We spent most mornings and evenings in extended worship, setting aside our usual agendas and preoccupations so we could listen for God’s guidance. At least that was what we meant to do. I know I had trouble setting aside my own ideas about what we should do as a body, and my wish to say something noticeable and impressive, and my fear that we’d leave our time together without any sense of shared leading, and my fear that we’d settle for some Big Project that wasn’t a leading in our desperation to have something to show for ourselves... Sometimes I was able to look at these things quietly, not indulging them, not fighting them, and come into a spacious place, the place beyond myself. Sometimes when other people spoke I was able to stay there. Often I didn’t. From my own very limited perspective I thought I heard a wrenching combination of Truth and of human neediness and confusion, sometimes both emerging strongly from the same message. I still don’t know what proportions of each were present in the message I gave.
James 4:7-8 was strongly in my mind during this week. “Submit yourselves to God. Resist the devil and he will flee from you. Come near to God, and he will come near to you. Wash your hands, you sinners, and purify your hearts, you double-minded.” I struggle fairly constantly with double-mindedness. When I try to do the work that needs to be done to meet the needs around me, I am moved by love but also by the fear of being culpable and the desire to prove myself Good. Sometimes this double-mindedness hurried me into work that isn’t really mine or prompts me to try to solve a problem before I have taken time to understand it. But most of the time I can muddle along and do more good than harm. I thought I heard other people speaking from similarly mixed motives in their own work, and I believe that much of their work is well done. But when we come together and try to act and discern as a body this double-mindedness effectively blocks us.

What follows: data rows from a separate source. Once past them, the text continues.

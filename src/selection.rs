//! Selected heading/body fonts and categories, persisted through [`StateStorage`].

use crate::storage::StateStorage;

/// Storage keys. These names are shared with earlier releases and must not change.
pub const HEADING_CATEGORY_KEY: &str = "fontpairs-heading-category";
pub const BODY_CATEGORY_KEY: &str = "fontpairs-body-category";
pub const HEADING_FONT_KEY: &str = "fontpairs-heading-font";
pub const BODY_FONT_KEY: &str = "fontpairs-body-font";

/// Which of the two parallel lists an operation targets.
#[derive(Debug, Clone, Copy, PartialEq, Eq, Hash)]
pub enum ListKind {
    Heading,
    Body,
}

impl ListKind {
    pub const ALL: [ListKind; 2] = [ListKind::Heading, ListKind::Body];

    /// Panel title
    pub fn title(self) -> &'static str {
        match self {
            ListKind::Heading => "Heading Fonts",
            ListKind::Body => "Body Fonts",
        }
    }

    /// Short machine name, also used as the CLI argument and widget id salt.
    pub fn name(self) -> &'static str {
        match self {
            ListKind::Heading => "heading",
            ListKind::Body => "body",
        }
    }

    pub fn category_key(self) -> &'static str {
        match self {
            ListKind::Heading => HEADING_CATEGORY_KEY,
            ListKind::Body => BODY_CATEGORY_KEY,
        }
    }

    pub fn font_key(self) -> &'static str {
        match self {
            ListKind::Heading => HEADING_FONT_KEY,
            ListKind::Body => BODY_FONT_KEY,
        }
    }
}

impl std::str::FromStr for ListKind {
    type Err = String;

    fn from_str(s: &str) -> Result<Self, Self::Err> {
        match s.trim().to_ascii_lowercase().as_str() {
            "heading" => Ok(ListKind::Heading),
            "body" => Ok(ListKind::Body),
            other => Err(format!("unknown list '{other}' (expected 'heading' or 'body')")),
        }
    }
}

#[derive(Debug, Default, Clone, PartialEq, Eq)]
struct ListSelection {
    category: String,
    font: String,
}

/// Current selections for both lists.
///
/// Values start from storage. Non-empty values are written back as soon as
/// they change; an empty value is never written.
pub struct SelectionStore {
    storage: Box<dyn StateStorage>,
    heading: ListSelection,
    body: ListSelection,
}

impl std::fmt::Debug for SelectionStore {
    fn fmt(&self, f: &mut std::fmt::Formatter<'_>) -> std::fmt::Result {
        f.debug_struct("SelectionStore")
            .field("heading", &self.heading)
            .field("body", &self.body)
            .finish()
    }
}

impl SelectionStore {
    pub fn new(storage: Box<dyn StateStorage>) -> Self {
        let load = |list: ListKind| ListSelection {
            category: storage.get(list.category_key()).unwrap_or_default(),
            font: storage.get(list.font_key()).unwrap_or_default(),
        };
        let heading = load(ListKind::Heading);
        let body = load(ListKind::Body);
        Self {
            storage,
            heading,
            body,
        }
    }

    fn list(&self, list: ListKind) -> &ListSelection {
        match list {
            ListKind::Heading => &self.heading,
            ListKind::Body => &self.body,
        }
    }

    fn list_mut(&mut self, list: ListKind) -> &mut ListSelection {
        match list {
            ListKind::Heading => &mut self.heading,
            ListKind::Body => &mut self.body,
        }
    }

    /// Selected category, empty when none.
    pub fn category(&self, list: ListKind) -> &str {
        &self.list(list).category
    }

    /// Selected font family, empty when none.
    pub fn font(&self, list: ListKind) -> &str {
        &self.list(list).font
    }

    pub fn set_category(&mut self, list: ListKind, category: &str) {
        self.list_mut(list).category = category.to_string();
        if !category.is_empty() {
            self.storage.set(list.category_key(), category);
        }
    }

    pub fn set_font(&mut self, list: ListKind, family: &str) {
        self.list_mut(list).font = family.to_string();
        if !family.is_empty() {
            self.storage.set(list.font_key(), family);
        }
    }

    /// Forget the saved category and font of `list`.
    pub fn clear(&mut self, list: ListKind) {
        *self.list_mut(list) = ListSelection::default();
        self.storage.remove(list.category_key());
        self.storage.remove(list.font_key());
    }

    /// Whether storage holds a non-empty category for `list`.
    pub fn has_saved_category(&self, list: ListKind) -> bool {
        self.storage
            .get(list.category_key())
            .is_some_and(|c| !c.is_empty())
    }

    /// The persisted font for `list`, read straight from storage.
    pub fn saved_font(&self, list: ListKind) -> Option<String> {
        self.storage
            .get(list.font_key())
            .filter(|font| !font.is_empty())
    }
}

On the private, human level our concerns, priorities, fears, gifts, blocks are different; our only hope for real unity is in our common submission to God. And when that isn’t single-minded we’re stuck in our separate brokennesses, unable to hear, heal, help each other. We can’t effectively be the body of Christ. Of course other, more destructive forms of unity are possible; we can be a clique, or a mob. We didn’t do either of those things this week. We did acknowledge our brokenness and the call which we hear and can’t yet corporately answer. We did recognize that we had hurt and disappointed each other.
And, in small groups and small ways, I think we did help each other. After one particularly conflicted session Colin Bussiere-Nichols, a young adult Friend, invited people who had felt drawn to offered vocal ministry to talk about how they discerned whether or not to speak; I thought there was some help and deepening in that conversation, as well as tenderness for people who had felt hurt in the session. I heard many Friends say that they felt a new kind of support, accountability and connectedness in the small ‘anchor groups’ with which they met daily. I met with a small group to talk about forgiveness and felt that some good wrestling, stretching and healing happened there. Cat Chapin-Bishop's post about forgiveness speaks to this more clearly and strongly than I can at this point.
I hope that we can remember both the good things and the brokenness, and that we can practice wholeness and faithfulness over the next year. I hope I can do this. I hope, too, that I can hold onto the sense I often had in our group sessions of deeply knowing both our failure and God’s sustaining.